Jun 17 1962
From The Space Library
Testimony by NASA Administrator Webb before House Appropriations subcommittee was released in which he declared that the U.S. has given far more than it has received in exchanges of space flight findings with the Soviet Union. By publicly releasing information gained from space flights, the U.S. is " . . . cooperating with them, but not getting very much in the way of return cooperation," he said. Webb defended U.S. policy of making space research results generally available: "We are, in this open way, exposing the problems just ahead of us to the largest number of able minds all around the world. This is really the way mankind has made its forward advance. No one can tell from which mind comes the solution to a problem.
"I think the progress which can come from this can never be matched by Russia and the nations which do these things in secret." USAF announced launching of an unidentified satellite with an Atlas-Agena booster from Point Arguello, Calif.
In an address at Northeastern University in Boston, NASA Administrator James E. Webb told the graduating class that "change and the accelerating rate of change will be the dominant features of your existence." In discussing NASA’s program, he pointed out that in 1961 the nine largest contractors, who received 62 per cent of NASA contracts, actually purchased or subcontracted well over half this work to 10,989 first-tier suppliers or subcontractors located in 46 states and the District of Columbia. While 56 per cent of NASA direct purchases and contract awards ($25,000 or more) went to states west of the Mississippi, the award of subcontracts so shifted the distribution that 53 per cent of the dollars were actually spent east of the Mississippi. All regions of the nation can contribute to "the full development of the possibilities inherent in the application of scientific and technical advances," and share in "the potential for a period of economic growth that will bring a flowering of human progress, education, and culture."
Senator Hubert Humphrey spoke on the floor on the coordination of information between DOD, NASA, and AEC, and inserted in the record a memo of June 13, 1962, in which he criticized NASA’s information exchanges. He stated: "NASA has developed highly advanced blueprints, so to speak, for information exchange. . .
The blueprints are a long way from realization. . . . [NASA] possesses, moreover, in-house personnel and a principal information contractor with a very high degree of professional competence." Through the official Soviet newspaper Pravda, the U.S.S.R. asserted that the U.S. was endangering an international program for cooperation in the use and exploration of outer space by failing to accept the Soviet drafts of codes to regulate activities in space, and by planning to undertake a program for the military use of space.
Prarda reported: The "United States thus had left the door open for carrying the armament race into outer space. It seems that American representatives have come to Geneva not so much to negotiate on the peaceful exploration of space as to justify by legal pettifogging the Pentagon's militaristic plans in space and these plans already are too well known." Dr. Wernher von Braun, MSFC Director, presented cash invention awards totaling $1,750 to 5 employees on behalf of the NASA Inventions and Contributions Board. Award of $750, highest at MSFC to date, went to engineer Billy C. Hughes for feeder restrictor for gas-bearing gyros to be used for Saturn guidance platform. Other inventors honored were John R. Rasquin and Robert J. Schwinghamer ($500 jointly) for device that electronically measures roll during rocket assembly; Wilhelm Angele and Hans G. .Martineck ($400 jointly) for an electrical cabling system; and Martineck ($100 singly) for plug and connector for miniaturized circuits.

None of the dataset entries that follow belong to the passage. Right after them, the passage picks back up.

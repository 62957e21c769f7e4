use image::{GrayImage, ImageBuffer, Luma};
use tracing::{debug, info};

use crate::error::DetectionError;

/// Weight of the newest frame in the running average
pub const BACKGROUND_ALPHA: f32 = 0.5;

pub type BackgroundImage = ImageBuffer<Luma<f32>, Vec<f32>>;

/// Result of feeding one frame to the background model
#[derive(Debug, Clone)]
pub enum Observation {
    /// The frame seeded the background; skip detection for it
    Warmup,
    /// Per-pixel deviation from the updated background
    Deviation(GrayImage),
}

impl Observation {
    /// Deviation map, or an all-zero map of the given size during warmup
    pub fn into_deviation(self, width: u32, height: u32) -> GrayImage {
        match self {
            Observation::Warmup => GrayImage::new(width, height),
            Observation::Deviation(map) => map,
        }
    }

    pub fn is_warmup(&self) -> bool {
        matches!(self, Observation::Warmup)
    }
}

/// Exponentially weighted running average of the scene
#[derive(Debug, Clone)]
pub struct BackgroundModel {
    alpha: f32,
    background: Option<BackgroundImage>,
}

impl BackgroundModel {
    pub fn new() -> Self {
        Self {
            alpha: BACKGROUND_ALPHA,
            background: None,
        }
    }

    pub fn background(&self) -> Option<&BackgroundImage> {
        self.background.as_ref()
    }

    pub fn is_seeded(&self) -> bool {
        self.background.is_some()
    }

    /// Fold `frame` into the background and return how far it deviates.
    ///
    /// The first frame only seeds the model. Later frames must match its
    /// dimensions.
    pub fn observe(&mut self, frame: &GrayImage) -> Result<Observation, DetectionError> {
        let alpha = self.alpha;
        let background = match &mut self.background {
            Some(background) => background,
            slot @ None => {
                info!(
                    "Seeding background from first frame ({}x{})",
                    frame.width(),
                    frame.height()
                );
                *slot = Some(ImageBuffer::from_fn(frame.width(), frame.height(), |x, y| {
                    Luma([frame.get_pixel(x, y)[0] as f32])
                }));
                return Ok(Observation::Warmup);
            }
        };

        if background.dimensions() != frame.dimensions() {
            return Err(DetectionError::DimensionMismatch {
                width: background.width(),
                height: background.height(),
                got_width: frame.width(),
                got_height: frame.height(),
            });
        }

        let mut deviation = GrayImage::new(frame.width(), frame.height());
        let mut total: u64 = 0;

        for ((avg, current), out) in background
            .pixels_mut()
            .zip(frame.pixels())
            .zip(deviation.pixels_mut())
        {
            let value = current[0] as f32;
            avg[0] = avg[0] * (1.0 - alpha) + value * alpha;

            // Halves go to the even neighbour when the average is scaled back to 8 bits
            let reference = avg[0].round_ties_even().clamp(0.0, 255.0) as u8;
            let diff = current[0].abs_diff(reference);
            out[0] = diff;
            total += diff as u64;
        }

        debug!(
            "Background updated, mean deviation {:.2}",
            total as f64 / (frame.width() as f64 * frame.height() as f64).max(1.0)
        );

        Ok(Observation::Deviation(deviation))
    }
}

impl Default for BackgroundModel {
    fn default() -> Self {
        Self::new()
    }
}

In address to Loyola University in Los Angeles, Gen. Bernard A. Schriever (USAF) said: "For the first time in history, scientific and engineering knowledge gives man a realistic means of world wide attack on the age-old problems of hunger, poverty, and disease . . . Now science has opened the way to space.
"There is every reason to be grateful for this new knowledge and power. But some have gone too far. Instead of merely accepting and using the fruits of scientific discovery, they have made a religion of science. This, in essence, is what has happened under Communism—and it has turned out to be the most false, deceptive, and cruel religion the world has ever known. It means that men and women are treated the way a biologist treats plants and animals. It is power without principle . . ."
June 17–August 10: Space Science Summer Study, sponsored by National Academy of Sciences Office of Space Sciences (funded by NASA grant), held at State University of Iowa, Dr. James Van Allen as chairman. Scientists represented NASA, DOD, AEC, NSF, industry and research organizations. Review of NASA’s space science program was contained in a detailed NAS report released January 1963.